# TASK DESCRIPTION
Transcribe the data that follows, exactly and in full.
== INFORMATION SHOWN
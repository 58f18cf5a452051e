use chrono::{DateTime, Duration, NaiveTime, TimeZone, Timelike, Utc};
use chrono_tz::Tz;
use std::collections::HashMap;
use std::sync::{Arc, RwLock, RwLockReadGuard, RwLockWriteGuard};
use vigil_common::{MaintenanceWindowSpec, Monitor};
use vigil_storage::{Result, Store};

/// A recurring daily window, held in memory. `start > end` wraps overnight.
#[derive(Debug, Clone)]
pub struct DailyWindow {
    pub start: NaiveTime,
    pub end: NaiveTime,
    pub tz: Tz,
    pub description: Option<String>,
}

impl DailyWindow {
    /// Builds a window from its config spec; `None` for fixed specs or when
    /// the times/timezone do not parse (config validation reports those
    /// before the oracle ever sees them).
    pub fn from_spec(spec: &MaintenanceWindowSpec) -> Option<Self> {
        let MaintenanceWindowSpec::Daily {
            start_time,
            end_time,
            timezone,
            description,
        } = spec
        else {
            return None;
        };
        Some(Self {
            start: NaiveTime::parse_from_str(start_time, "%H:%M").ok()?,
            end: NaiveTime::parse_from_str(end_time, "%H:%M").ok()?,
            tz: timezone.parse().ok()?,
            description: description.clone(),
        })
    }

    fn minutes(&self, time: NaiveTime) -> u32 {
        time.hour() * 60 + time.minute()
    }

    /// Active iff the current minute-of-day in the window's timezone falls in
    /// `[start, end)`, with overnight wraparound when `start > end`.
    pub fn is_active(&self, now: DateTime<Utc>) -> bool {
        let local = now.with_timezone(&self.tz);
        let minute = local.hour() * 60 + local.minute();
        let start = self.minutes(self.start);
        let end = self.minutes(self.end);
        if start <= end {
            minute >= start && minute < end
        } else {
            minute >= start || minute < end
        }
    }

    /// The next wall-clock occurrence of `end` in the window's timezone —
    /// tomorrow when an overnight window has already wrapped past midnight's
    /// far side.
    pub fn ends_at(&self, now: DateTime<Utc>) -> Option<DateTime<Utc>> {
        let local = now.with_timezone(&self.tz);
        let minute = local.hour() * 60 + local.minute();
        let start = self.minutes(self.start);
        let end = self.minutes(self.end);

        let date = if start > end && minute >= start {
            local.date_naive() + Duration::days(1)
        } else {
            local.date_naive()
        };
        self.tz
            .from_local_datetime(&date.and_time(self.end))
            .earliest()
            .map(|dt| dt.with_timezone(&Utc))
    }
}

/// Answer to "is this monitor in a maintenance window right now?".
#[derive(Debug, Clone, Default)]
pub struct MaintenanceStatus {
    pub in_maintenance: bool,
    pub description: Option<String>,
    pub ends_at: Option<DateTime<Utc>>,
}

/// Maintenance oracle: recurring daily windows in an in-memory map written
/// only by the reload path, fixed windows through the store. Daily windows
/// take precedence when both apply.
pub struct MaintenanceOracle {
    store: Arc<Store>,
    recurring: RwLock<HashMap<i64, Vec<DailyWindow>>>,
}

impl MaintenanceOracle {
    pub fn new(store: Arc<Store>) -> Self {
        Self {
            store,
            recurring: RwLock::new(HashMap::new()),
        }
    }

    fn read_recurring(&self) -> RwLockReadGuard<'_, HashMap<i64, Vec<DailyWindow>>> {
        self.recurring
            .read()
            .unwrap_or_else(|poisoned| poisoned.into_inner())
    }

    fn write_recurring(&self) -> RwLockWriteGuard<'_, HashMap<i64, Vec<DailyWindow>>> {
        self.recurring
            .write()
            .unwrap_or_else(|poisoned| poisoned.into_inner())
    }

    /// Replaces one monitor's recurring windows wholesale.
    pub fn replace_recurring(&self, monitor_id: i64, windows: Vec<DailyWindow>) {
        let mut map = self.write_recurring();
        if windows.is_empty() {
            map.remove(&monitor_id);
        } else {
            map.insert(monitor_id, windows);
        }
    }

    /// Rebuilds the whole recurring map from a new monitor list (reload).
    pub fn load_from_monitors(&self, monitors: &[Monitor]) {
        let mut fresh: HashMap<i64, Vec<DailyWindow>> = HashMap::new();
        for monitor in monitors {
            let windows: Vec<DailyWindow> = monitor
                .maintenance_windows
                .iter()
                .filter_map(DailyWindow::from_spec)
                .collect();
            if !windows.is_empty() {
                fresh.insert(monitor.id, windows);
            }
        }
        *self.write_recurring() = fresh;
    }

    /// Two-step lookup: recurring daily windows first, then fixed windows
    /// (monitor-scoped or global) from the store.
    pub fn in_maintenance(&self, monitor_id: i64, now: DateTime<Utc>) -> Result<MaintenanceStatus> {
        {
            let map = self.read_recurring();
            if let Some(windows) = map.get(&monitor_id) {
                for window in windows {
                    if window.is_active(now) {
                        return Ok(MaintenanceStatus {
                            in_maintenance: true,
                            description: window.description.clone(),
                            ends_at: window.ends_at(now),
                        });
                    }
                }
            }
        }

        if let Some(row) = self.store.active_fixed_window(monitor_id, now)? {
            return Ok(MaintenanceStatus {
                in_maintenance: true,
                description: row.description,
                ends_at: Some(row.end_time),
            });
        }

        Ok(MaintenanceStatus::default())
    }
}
====
# ANSWER TO THIS TASK
repository 58f18cf5a452051e
use chrono::{DateTime, Duration, NaiveTime, TimeZone, Timelike, Utc};
use chrono_tz::Tz;
use std::collections::HashMap;
use std::sync::{Arc, RwLock, RwLockReadGuard, RwLockWriteGuard};
use vigil_common::{MaintenanceWindowSpec, Monitor};
use vigil_storage::{Result, Store};

/// A recurring daily window, held in memory. `start > end` wraps overnight.
#[derive(Debug, Clone)]
pub struct DailyWindow {
    pub start: NaiveTime,
    pub end: NaiveTime,
    pub tz: Tz,
    pub description: Option<String>,
}

impl DailyWindow {
    /// Builds a window from its config spec; `None` for fixed specs or when
    /// the times/timezone do not parse (config validation reports those
    /// before the oracle ever sees them).
    pub fn from_spec(spec: &MaintenanceWindowSpec) -> Option<Self> {
        let MaintenanceWindowSpec::Daily {
            start_time,
            end_time,
            timezone,
            description,
        } = spec
        else {
            return None;
        };
        Some(Self {
            start: NaiveTime::parse_from_str(start_time, "%H:%M").ok()?,
            end: NaiveTime::parse_from_str(end_time, "%H:%M").ok()?,
            tz: timezone.parse().ok()?,
            description: description.clone(),
        })
    }

    fn minutes(&self, time: NaiveTime) -> u32 {
        time.hour() * 60 + time.minute()
    }

    /// Active iff the current minute-of-day in the window's timezone falls in
    /// `[start, end)`, with overnight wraparound when `start > end`.
    pub fn is_active(&self, now: DateTime<Utc>) -> bool {
        let local = now.with_timezone(&self.tz);
        let minute = local.hour() * 60 + local.minute();
        let start = self.minutes(self.start);
        let end = self.minutes(self.end);
        if start <= end {
            minute >= start && minute < end
        } else {
            minute >= start || minute < end
        }
    }

    /// The next wall-clock occurrence of `end` in the window's timezone —
    /// tomorrow when an overnight window has already wrapped past midnight's
    /// far side.
    pub fn ends_at(&self, now: DateTime<Utc>) -> Option<DateTime<Utc>> {
        let local = now.with_timezone(&self.tz);
        let minute = local.hour() * 60 + local.minute();
        let start = self.minutes(self.start);
        let end = self.minutes(self.end);

        let date = if start > end && minute >= start {
            local.date_naive() + Duration::days(1)
        } else {
            local.date_naive()
        };
        self.tz
            .from_local_datetime(&date.and_time(self.end))
            .earliest()
            .map(|dt| dt.with_timezone(&Utc))
    }
}

/// Answer to "is this monitor in a maintenance window right now?".
#[derive(Debug, Clone, Default)]
pub struct MaintenanceStatus {
    pub in_maintenance: bool,
    pub description: Option<String>,
    pub ends_at: Option<DateTime<Utc>>,
}

/// Maintenance oracle: recurring daily windows in an in-memory map written
/// only by the reload path, fixed windows through the store. Daily windows
/// take precedence when both apply.
pub struct MaintenanceOracle {
    store: Arc<Store>,
    recurring: RwLock<HashMap<i64, Vec<DailyWindow>>>,
}

impl MaintenanceOracle {
    pub fn new(store: Arc<Store>) -> Self {
        Self {
            store,
            recurring: RwLock::new(HashMap::new()),
        }
    }

    fn read_recurring(&self) -> RwLockReadGuard<'_, HashMap<i64, Vec<DailyWindow>>> {
        self.recurring
            .read()
            .unwrap_or_else(|poisoned| poisoned.into_inner())
    }

    fn write_recurring(&self) -> RwLockWriteGuard<'_, HashMap<i64, Vec<DailyWindow>>> {
        self.recurring
            .write()
            .unwrap_or_else(|poisoned| poisoned.into_inner())
    }

    /// Replaces one monitor's recurring windows wholesale.
    pub fn replace_recurring(&self, monitor_id: i64, windows: Vec<DailyWindow>) {
        let mut map = self.write_recurring();
        if windows.is_empty() {
            map.remove(&monitor_id);
        } else {
            map.insert(monitor_id, windows);
        }
    }

    /// Rebuilds the whole recurring map from a new monitor list (reload).
    pub fn load_from_monitors(&self, monitors: &[Monitor]) {
        let mut fresh: HashMap<i64, Vec<DailyWindow>> = HashMap::new();
        for monitor in monitors {
            let windows: Vec<DailyWindow> = monitor
                .maintenance_windows
                .iter()
                .filter_map(DailyWindow::from_spec)
                .collect();
            if !windows.is_empty() {
                fresh.insert(monitor.id, windows);
            }
        }
        *self.write_recurring() = fresh;
    }

    /// Two-step lookup: recurring daily windows first, then fixed windows
    /// (monitor-scoped or global) from the store.
    pub fn in_maintenance(&self, monitor_id: i64, now: DateTime<Utc>) -> Result<MaintenanceStatus> {
        {
            let map = self.read_recurring();
            if let Some(windows) = map.get(&monitor_id) {
                for window in windows {
                    if window.is_active(now) {
                        return Ok(MaintenanceStatus {
                            in_maintenance: true,
                            description: window.description.clone(),
                            ends_at: window.ends_at(now),
                        });
                    }
                }
            }
        }

        if let Some(row) = self.store.active_fixed_window(monitor_id, now)? {
            return Ok(MaintenanceStatus {
                in_maintenance: true,
                description: row.description,
                ends_at: Some(row.end_time),
            });
        }

        Ok(MaintenanceStatus::default())
    }
}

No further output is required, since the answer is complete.